Budgets¶

Per-queue budgets let you declare cost ceilings on any queue. The substrate enforces them at enqueue time: when admitting a new task would push the queue over any configured ceiling, the enqueue is rejected with a structured error that names the blocking constraint and gives an ETA for when the queue will unblock itself.

Why budgets¶

Aegis spawns workers autonomously. An agent in a retry loop, a runaway schedule, or a workflow whose stop condition never trips can quietly burn through API credits. max_parallel limits concurrency but not aggregate cost over time — a queue with max_parallel: 1 can still run continuously and spend without bound.
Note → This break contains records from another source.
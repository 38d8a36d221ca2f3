use actix_web::{web, HttpResponse};
use log::{error, info};
use serde::Deserialize;
use serde_json::json;

use crate::routes::error_response;
use crate::workflow::WorkflowService;

#[derive(Deserialize)]
pub struct InstantiateInput {
    data_subject_id: Option<i64>,
    request_id: Option<i64>,
}

#[derive(Deserialize, Default)]
pub struct CompleteInput {
    #[serde(default)]
    notes: String,
}

#[derive(Deserialize)]
pub struct AutomationQuery {
    organization_id: i64,
}

pub fn config(cfg: &mut web::ServiceConfig) {
    info!("Configuring workflow routes at /api/workflows");
    cfg.service(
        web::scope("/workflow-templates")
            .route("/{id}/instantiate", web::post().to(instantiate)),
    )
    .service(
        web::scope("/workflows")
            .route("/process-automated", web::post().to(process_automated))
            .route("/{id}", web::get().to(get_workflow))
            .route("/{id}/start", web::post().to(start_workflow))
            .route("/{id}/advance", web::post().to(advance_workflow)),
    )
    .service(
        web::scope("/workflow-steps").route("/{id}/complete", web::post().to(complete_step)),
    );
}

async fn instantiate(
    workflows: web::Data<WorkflowService>,
    path: web::Path<i64>,
    input: web::Json<InstantiateInput>,
) -> HttpResponse {
    match workflows
        .instantiate(path.into_inner(), input.data_subject_id, input.request_id)
        .await
    {
        Ok(instance) => HttpResponse::Created().json(instance),
        Err(e) => {
            error!("Failed to instantiate workflow: {e}");
            error_response(&e)
        }
    }
}

async fn get_workflow(workflows: web::Data<WorkflowService>, path: web::Path<i64>) -> HttpResponse {
    let id = path.into_inner();
    let instance = match workflows.instance(id).await {
        Ok(instance) => instance,
        Err(e) => return error_response(&e),
    };
    match workflows.steps(id).await {
        Ok(steps) => HttpResponse::Ok().json(json!({
            "instance": instance,
            "progress_percentage": WorkflowService::progress_percentage(&steps),
            "steps": steps,
        })),
        Err(e) => error_response(&e),
    }
}

async fn start_workflow(
    workflows: web::Data<WorkflowService>,
    path: web::Path<i64>,
) -> HttpResponse {
    match workflows.start(path.into_inner()).await {
        Ok(instance) => HttpResponse::Ok().json(instance),
        Err(e) => {
            error!("Failed to start workflow: {e}");
            error_response(&e)
        }
    }
}

async fn advance_workflow(
    workflows: web::Data<WorkflowService>,
    path: web::Path<i64>,
) -> HttpResponse {
    match workflows.advance(path.into_inner()).await {
        Ok(Some(step)) => HttpResponse::Ok().json(json!({
            "status": "advanced",
            "current_step": step,
        })),
        Ok(None) => HttpResponse::Ok().json(json!({
            "status": "completed",
            "message": "Workflow has been completed",
        })),
        Err(e) => {
            error!("Failed to advance workflow: {e}");
            error_response(&e)
        }
    }
}

async fn complete_step(
    workflows: web::Data<WorkflowService>,
    path: web::Path<i64>,
    input: web::Json<CompleteInput>,
) -> HttpResponse {
    match workflows.complete_step(path.into_inner(), &input.notes).await {
        Ok(Some(step)) => HttpResponse::Ok().json(json!({
            "status": "step completed",
            "current_step": step,
        })),
        Ok(None) => HttpResponse::Ok().json(json!({
            "status": "step completed",
            "message": "Workflow has been completed",
        })),
        Err(e) => {
            error!("Failed to complete workflow step: {e}");
            error_response(&e)
        }
    }
}

async fn process_automated(
    workflows: web::Data<WorkflowService>,
    query: web::Query<AutomationQuery>,
) -> HttpResponse {
    match workflows.process_automated(query.organization_id).await {
        Ok(summary) => HttpResponse::Ok().json(summary),
        Err(e) => {
            error!("Failed to process automated workflows: {e}");
            error_response(&e)
        }
    }
}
Per-queue budgets close this gap. Three motivating patterns:

Cap an expensive queue. Set "$1/hour AND $10/day AND $50/week" on your impl queue. A runaway loop burns one hour of budget, not a weekend.
Output-token belt. Add output_tokens: 500000 per hour on any queue. When a model drifts toward runaway verbosity, the token count trips before the USD ceiling has to — and the signal is provider-agnostic.
Leave cheap queues uncapped. Queues used for quick routing (fast, router) carry no budgets: key and behave exactly as before. Per-queue granularity means you only pay the policy overhead where it matters.

The model¶

Multi-window, all-must-allow¶

Each queue can carry any number of (constraint, window) pairs. A task is admitted iff every budget entry allows it — all-must-allow. That means you can layer windows freely:

"budgets": [
    {"usd": 1.00,  "window": "1h"},    # hourly guard
    {"usd": 10.00, "window": "24h"},   # daily ceiling
    {"usd": 50.00, "window": "7d"},    # weekly max
]

Each budget looks at the queue's recorded spend over its own rolling window independently. If the 1h budget is blocking but the 24h budget still has room, the 1h constraint wins and the enqueue is rejected.

Constraint types¶

Key	Type	Meaning
`usd`	`float`	Rolling USD spend ceiling
`output_tokens`	`int`	Rolling output-token ceiling

Exactly one must appear per entry. Using both on the same entry, or neither, is a boot-time config error.

Window strings¶

30m, 1h, 5h, 24h, 7d, 1w, 30d.

Suffixes: m minutes, h hours, d days, w weeks.

Cost accounting¶

Cost is recorded when a worker completes — whether it succeeded, failed, or was interrupted. A failed worker still burned tokens. Each completed and failed record in the queue's JSONL audit gains a cost field:

{
  "event": "completed",
  "task_id": "01HK…",
  "cost": {
    "usd": "0.0421",
    "input_tokens": 4200,
    "output_tokens": 1800,
    "cache_hit_tokens": 12000,
    "cache_write_tokens": 0,
    "thinking_tokens": 0
  }
}

usd is stored as a string to avoid floating-point drift across thousands of records. The budget evaluator parses it back to Decimal when summing a window.

The price table lives at src/aegis/data/models.yaml — a YAML document keyed by (provider, model) with per-million-token rates. aegis ships a bundled copy and, at boot, fires a best-effort background fetch of https://raw.githubusercontent.com/apiad/aegis/main/src/aegis/data/models.yaml into ~/.cache/aegis/models.yaml (24h TTL), so new prices propagate without a release. The cache wins over the bundled copy when present.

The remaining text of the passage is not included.